The representative of U.S. energy producers said it wasn’t lost on them that this request came only after the Biden administration had already approached the Saudis and the Venezuelans, “maybe even the Iranians,” asking them to produce more oil.
“The idea that you ask some of those foreign countries to produce before you ask American producers to produce. I don’t know ... if you look at the Green New Deal, and some of the kind of really far-left green organizations that might have an influence over the Biden administration, they want us to keep it in the ground,” Simmons said.
“But again, if you’re concerned about climate change and global CO2 emissions, just because it’s produced in another country doesn’t mean that it’s not going to have the same impact. So it doesn’t make any sense.”
He emphasized that U.S. oil and gas producers operate under some of the strictest environmental regulations on the planet and have to meet much higher standards that promote the protection of the environment.
Some of the solutions being put forward now to ease the burden of crippling gas prices are absolutely not going to be much help to American families, Simmons told NTD.
“California is a great example,” he said. “Just a few years ago, Californians were importing less than 10 percent of the oil that they consumed—mostly in transportation. And today I think that number is like 68 percent, and most of that oil is coming from Saudi Arabia by a tanker ... so they’re floating boats from the Middle East to the West Coast of this country to refine a product so that Governor Newsom can not have the production in California, which makes no sense at all.

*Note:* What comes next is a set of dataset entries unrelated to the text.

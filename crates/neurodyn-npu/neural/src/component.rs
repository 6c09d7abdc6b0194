// Copyright 2025 Neuraville Inc.
// SPDX-License-Identifier: Apache-2.0

//! # Component Architecture
//!
//! Every cell, encoder and synapse implements [`Component`]. A component owns
//! a [`CompartmentMap`] and answers a small set of [`Command`]s. Each command
//! is split into a pure computation returning a plain result struct and a
//! commit step that writes the result into the component's compartments.
//!
//! ## Adding a New Component
//!
//! 1. Define a `*Parameters` struct with `validate()`
//! 2. Write the pure step functions returning a result struct
//! 3. Implement `Component`, committing results in `execute`
//! 4. Add tests

use crate::types::{CompartmentMap, NeuralError, Result};
use core::fmt;
use core::str::FromStr;
use std::any::Any;
use std::path::Path;

/// Time information handed to every command
#[derive(Debug, Clone, Copy, PartialEq)]
pub struct StepClock {
    /// Current simulation time
    pub t: f32,
    /// Integration step size
    pub dt: f32,
}

impl StepClock {
    pub fn new(t: f32, dt: f32) -> Self {
        Self { t, dt }
    }

    /// Clock for the following step
    pub fn tick(self) -> Self {
        Self {
            t: self.t + self.dt,
            dt: self.dt,
        }
    }
}

/// Named operations a schedule can be compiled for
#[derive(Debug, Clone, Copy, PartialEq, Eq, Hash)]
pub enum Command {
    /// Integrate state forward one step
    Advance,
    /// Compute a plasticity update, transform it through the optimizer, commit and enforce constraints
    Evolve,
    /// Restore the initial condition
    Reset,
    /// Latency encoders: precompute target spike times from the current input
    CalcSpikeTimes,
}

impl Command {
    pub fn as_str(&self) -> &'static str {
        match self {
            Command::Advance => "advance",
            Command::Evolve => "evolve",
            Command::Reset => "reset",
            Command::CalcSpikeTimes => "calc_spike_times",
        }
    }
}

impl fmt::Display for Command {
    fn fmt(&self, f: &mut fmt::Formatter<'_>) -> fmt::Result {
        f.write_str(self.as_str())
    }
}

impl FromStr for Command {
    type Err = NeuralError;

    fn from_str(s: &str) -> Result<Self> {
        match s {
            "advance" | "advance_state" => Ok(Command::Advance),
            "evolve" => Ok(Command::Evolve),
            "reset" => Ok(Command::Reset),
            "calc_spike_times" => Ok(Command::CalcSpikeTimes),
            other => Err(NeuralError::UnknownCommand(other.to_string())),
        }
    }
}

/// A stateful simulation component
pub trait Component: Any {
    /// Unique name within a context
    fn name(&self) -> &str;

    fn compartments(&self) -> &CompartmentMap;

    fn compartments_mut(&mut self) -> &mut CompartmentMap;

    /// Whether this component takes part in schedules for `command`
    fn supports(&self, command: Command) -> bool;

    /// Run `command` once
    fn execute(&mut self, command: Command, clock: StepClock) -> Result<()>;

    /// Write persistent state to `<directory>/<name>.json`
    fn save(&self, directory: &Path) -> Result<()>;

    /// Restore persistent state from `<directory>/<name>.json`
    fn load(&mut self, directory: &Path) -> Result<()>;

    fn as_any(&self) -> &dyn Any;

    fn as_any_mut(&mut self) -> &mut dyn Any;
}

“So the drivers in California, when they pull up and they pay $6 a gallon, they can thank those policies for that. And to offer somebody a debit card for $400? That’s a pretty short-term solution,” he said of the financial support currently being offered to Californians to address inflation at the pump.
‘12 Million Barrels a Day’
Simmons also said that despite the Biden administration’s unfriendly treatment of the industry, American oil companies are trying their best to react to U.S. energy needs in the here and now.He said domestic companies are already producing more oil than before the request.
“We’re up to almost 12 million barrels a day in this country; our height in 2019 was about 13 million barrels a day. We'll be back to that [next year], that peak production. So it’s not that we’re not trying.
“The rig count, year over this week, we’re up 60 percent in onshore drilling rigs in this country. So we’re reacting as an industry, we’re trying to do our best. But up until the last couple of months, this administration has done everything they can to stop us from producing.”
To make matters more challenging for domestic energy producers, public opinion on U.S. energy production appears to be weighted in favor of limiting the extraction of fossil fuels.
But not all Democrats have supported the Biden administration’s energy policies to date and its approach to dealing with rising inflation.
Sen. Joe Manchin (D-W.Va.) has urged the Biden administration to partner with the oil-rich neighboring democracy of Canada to remove barriers to a “North American energy alliance” to meet the free world’s energy and mineral demands.
“We should be looking at North America as the energy juggernaut of the world, [particularly together with Canada and Mexico.] How do you evaluate the supply risk from these allies as opposed to somewhere like Russia or China?”